Der Flüchtling: das unbekannte Wesen? Um Vorurteile und Ängste abzubauen, aber auch um Neugierde gegenüber „dem Fremden“ zu wecken, hat der Bochumer Künstler Julian Gerhard (32) am Samstag ein bemerkenswertes Kunstprojekt auf dem Vorplatz des Rathauses installiert.
Unter dem Titel „Lighthouse Square“ stellte er gemeinsam mit Bühnenbildnerin Wibke Strombeck drei eigens angefertigte kleine weiße Häuschen auf den Platz. Die sogenannten „cubes“ (englisch für Würfel) schimmerten im Dunkeln geheimnisvoll und boten genau Platz für zwei Personen: für einen Geflüchteten und einen neugierigen Besucher.
Ungewöhnliche Begegnungen
Jeweils rund zehn Minuten verbrachten beide Auge in Auge in dem Würfel. „Genau diese 1:1-Situation, diese Form von Nähe war mir wichtig“, erzählt Gerhard. Die Geflüchteten hatten kleine Performances vorbereitet, die nicht selten autobiografisch geprägt waren. Und die Besucher, die vor dem Eintritt in die Kiste durchaus über ihren Schatten springen mussten, schauten sich die kleinen Vorführungen an und konnten mit den Künstlern ins Gespräch kommen. „Sicher gab es bei vielen eine Hemmschwelle, das ist normal“, sagt Gerhard. „Auf diese Weise mit einem anderen Menschen konfrontiert zu werden, das ist schon hart.
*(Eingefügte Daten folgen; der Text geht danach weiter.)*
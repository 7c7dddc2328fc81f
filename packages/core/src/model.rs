//! The workflow intermediate representation: nodes, edges, and the
//! per-run state that accumulates as nodes execute.

use serde::{Deserialize, Serialize};
use serde_json::{Map, Value};
use std::collections::HashMap;

/// The three node kinds the executor knows how to run.
#[derive(Debug, Clone, Copy, PartialEq, Eq, Serialize, Deserialize)]
#[serde(rename_all = "snake_case")]
pub enum Executor {
    Llm,
    Tool,
    ParamGuard,
}

impl Default for Executor {
    fn default() -> Self {
        Executor::Llm
    }
}

/// Per-node override for which LLM endpoint to use. Any field left unset
/// falls back through the role-specific then pipeline-wide environment
/// configuration (see `taskforge-model-provider::config`).
#[derive(Debug, Clone, Default, PartialEq, Serialize, Deserialize)]
pub struct LlmConfig {
    #[serde(default, skip_serializing_if = "Option::is_none")]
    pub api_key: Option<String>,
    #[serde(default, skip_serializing_if = "Option::is_none")]
    pub base_url: Option<String>,
    #[serde(default, skip_serializing_if = "Option::is_none")]
    pub model: Option<String>,
}

/// A single source or target hint. The planner and the Python system this
/// was ported from both produce either a bare id or a list of ids for the
/// same field; we normalize to the list form as canonical (see
/// `IdList::as_slice`) but keep the wire format polymorphic.
#[derive(Debug, Clone, PartialEq, Serialize, Deserialize)]
#[serde(untagged)]
pub enum IdList {
    One(String),
    Many(Vec<String>),
}

impl IdList {
    pub fn as_vec(&self) -> Vec<String> {
        match self {
            IdList::One(id) => vec![id.clone()],
            IdList::Many(ids) => ids.clone(),
        }
    }

    pub fn replace(&mut self, from: &str, to: &str) {
        match self {
            IdList::One(id) => {
                if id == from {
                    *id = to.to_string();
                }
            }
            IdList::Many(ids) => {
                for id in ids.iter_mut() {
                    if id == from {
                        *id = to.to_string();
                    }
                }
            }
        }
    }
}

/// A node in the workflow graph, called a "subtask" throughout the
/// planning pipeline.
#[derive(Debug, Clone, Serialize, Deserialize)]
pub struct Node {
    pub id: String,
    pub name: String,
    pub description: String,

    #[serde(default)]
    pub executor: Executor,

    #[serde(default, skip_serializing_if = "Option::is_none")]
    pub tool_name: Option<String>,

    #[serde(default, skip_serializing_if = "Option::is_none")]
    pub source: Option<IdList>,

    #[serde(default, skip_serializing_if = "Option::is_none")]
    pub target: Option<IdList>,

    #[serde(default, skip_serializing_if = "Option::is_none")]
    pub output: Option<String>,

    #[serde(default)]
    pub input: Map<String, Value>,

    #[serde(default, skip_serializing_if = "Option::is_none")]
    pub llm_config: Option<LlmConfig>,
}

impl Node {
    pub fn new(id: impl Into<String>, executor: Executor) -> Self {
        Node {
            id: id.into(),
            name: String::new(),
            description: String::new(),
            executor,
            tool_name: None,
            source: None,
            target: None,
            output: None,
            input: Map::new(),
            llm_config: None,
        }
    }

    /// Numeric suffix of an `ST<n>` / `GUARD<n>` id, used for dense-numbering
    /// checks and for the final ST-then-GUARD ordering.
    pub fn numeric_suffix(id: &str) -> Option<u64> {
        let digits: String = id.chars().skip_while(|c| !c.is_ascii_digit()).collect();
        digits.parse().ok()
    }

    pub fn is_guard(&self) -> bool {
        self.id.starts_with("GUARD")
    }
}

/// A directed edge between two node ids.
#[derive(Debug, Clone, PartialEq, Serialize, Deserialize)]
pub struct Edge {
    pub source: String,
    pub target: String,
}

/// The complete workflow intermediate representation.
#[derive(Debug, Clone, Default, Serialize, Deserialize)]
pub struct WorkflowIr {
    pub nodes: Vec<Node>,
    pub edges: Vec<Edge>,
}

impl WorkflowIr {
    pub fn node(&self, id: &str) -> Option<&Node> {
        self.nodes.iter().find(|n| n.id == id)
    }

    pub fn node_mut(&mut self, id: &str) -> Option<&mut Node> {
        self.nodes.iter_mut().find(|n| n.id == id)
    }

    pub fn predecessors(&self, id: &str) -> Vec<&str> {
        self.edges
            .iter()
            .filter(|e| e.target == id)
            .map(|e| e.source.as_str())
            .collect()
    }

    pub fn successors(&self, id: &str) -> Vec<&str> {
        self.edges
            .iter()
            .filter(|e| e.source == id)
            .map(|e| e.target.as_str())
            .collect()
    }

    /// Orders nodes ST-family first (by numeric suffix), then GUARD-family
    /// (by numeric suffix), matching the guard injector's canonical output
    /// order.
    pub fn sort_canonical(&mut self) {
        self.nodes.sort_by_key(|n| {
            (
                n.is_guard(),
                Node::numeric_suffix(&n.id).unwrap_or(u64::MAX),
            )
        });
    }
}

/// One execution attempt of a single node.
#[derive(Debug, Clone, Serialize, Deserialize)]
pub struct TraceEntry {
    pub node_id: String,
    pub node_name: String,
    pub node_type: Executor,
    pub start_time: String,
    #[serde(skip_serializing_if = "Option::is_none")]
    pub end_time: Option<String>,
    #[serde(skip_serializing_if = "Option::is_none")]
    pub duration_ms: Option<u64>,
    pub status: TraceStatus,
    pub input: Value,
    #[serde(skip_serializing_if = "Option::is_none")]
    pub output: Option<Value>,
    #[serde(skip_serializing_if = "Option::is_none")]
    pub error: Option<String>,
    #[serde(skip_serializing_if = "Option::is_none")]
    pub model: Option<String>,
    #[serde(skip_serializing_if = "Option::is_none")]
    pub tool_name: Option<String>,
    #[serde(skip_serializing_if = "Option::is_none")]
    pub target_tool: Option<String>,
}

#[derive(Debug, Clone, Copy, PartialEq, Eq, Serialize, Deserialize)]
#[serde(rename_all = "snake_case")]
pub enum TraceStatus {
    Running,
    Success,
    Failed,
}

/// Accumulated state for one run of the executor. `outputs` is write-once
/// per node id; `error` and `messages` are append/merge monoids so that
/// independent branches executing in parallel can be combined without
/// last-writer-wins clobbering.
#[derive(Debug, Clone, Default, Serialize, Deserialize)]
pub struct RunState {
    pub outputs: HashMap<String, Value>,
    #[serde(skip_serializing_if = "Option::is_none")]
    pub error: Option<String>,
    #[serde(default)]
    pub messages: Vec<String>,
    #[serde(default)]
    pub current_task: Vec<String>,
    #[serde(default)]
    pub completed: std::collections::HashSet<String>,
}

impl RunState {
    pub fn push_error(&mut self, msg: impl AsRef<str>) {
        let msg = msg.as_ref();
        self.error = Some(match self.error.take() {
            Some(existing) => format!("{existing}; {msg}"),
            None => msg.to_string(),
        });
    }
}

#[cfg(test)]
mod tests {
    use super::*;

    #[test]
    fn numeric_suffix_parses() {
        assert_eq!(Node::numeric_suffix("ST12"), Some(12));
        assert_eq!(Node::numeric_suffix("GUARD3"), Some(3));
        assert_eq!(Node::numeric_suffix("nope"), None);
    }

    #[test]
    fn id_list_replace_one() {
        let mut l = IdList::One("ST2".into());
        l.replace("ST2", "GUARD1");
        assert_eq!(l.as_vec(), vec!["GUARD1".to_string()]);
    }

    #[test]
    fn id_list_replace_many() {
        let mut l = IdList::Many(vec!["ST1".into(), "ST2".into()]);
        l.replace("ST2", "GUARD1");
        assert_eq!(l.as_vec(), vec!["ST1".to_string(), "GUARD1".to_string()]);
    }

    #[test]
    fn run_state_error_merge() {
        let mut s = RunState::default();
        s.push_error("first");
        s.push_error("second");
        assert_eq!(s.error.as_deref(), Some("first; second"));
    }

    #[test]
    fn sort_canonical_orders_st_then_guard_by_suffix() {
        let mut ir = WorkflowIr {
            nodes: vec![
                Node::new("GUARD2", Executor::ParamGuard),
                Node::new("ST2", Executor::Tool),
                Node::new("GUARD1", Executor::ParamGuard),
                Node::new("ST1", Executor::Llm),
            ],
            edges: vec![],
        };
        ir.sort_canonical();
        let ids: Vec<_> = ir.nodes.iter().map(|n| n.id.as_str()).collect();
        assert_eq!(ids, vec!["ST1", "ST2", "GUARD1", "GUARD2"]);
    }
}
Aber die meisten Besucher haben die Begegnung am Ende als überaus angenehm empfunden.“
Julian Gerhard hat unlängst seinen Master in Szenischer Forschung an der Ruhr-Uni abgeschlossen und war zuletzt im Schauspielhaus mit dem experimentellen „Künstlerroulettes“ zu sehen. Auf die Idee für das „Lighthouse Square“ kam er bei einer Fahrt über die Königsallee. „Da sieht man immer Menschen aus einem Flüchtlingsheim entlang laufen. Und ich dachte mir, wie schön es doch wäre, mit ihnen ins Gespräch zu kommen.“
Vornehmlich über Facebook kam er dann mit Flüchtlingen in Kontakt, von denen einige bereits künstlerische Erfahrungen in ihrer Heimat gesammelt hatten und die gern dabei sein wollten. „Einer hatte ein Instrument studiert, ein anderer ein Restaurant geleitet.“
Kleines Konzert auf der Qanun
Weil bei der Kunstaktion auf dem Rathausplatz mehr Flüchtlinge mitmachen wollten als Würfel zur Verfügung standen, wurde ein Zeitplan ausgetüftelt. Über 100 kleine Vorstellungen sind bis in den Abend hinein gespielt worden: Feras Alkahteeb erzählte von Grenzsituationen in der Türkei, Tarik Thabit spielte auf der Qanun (einer arabischen Zither), und Fadi Klesli hat mit sportlichem Ehrgeiz den Plan gefasst, Freundschaften im Akkord zu schließen.
Der Erfolg dieses Projekts, das vom Regionalverband Ruhr und dem Verein „Pro Bochum“ unterstützt wurde, war groß, kein Würfel stand leer. Vermutlich im Mai soll die Aktion wiederholt werden.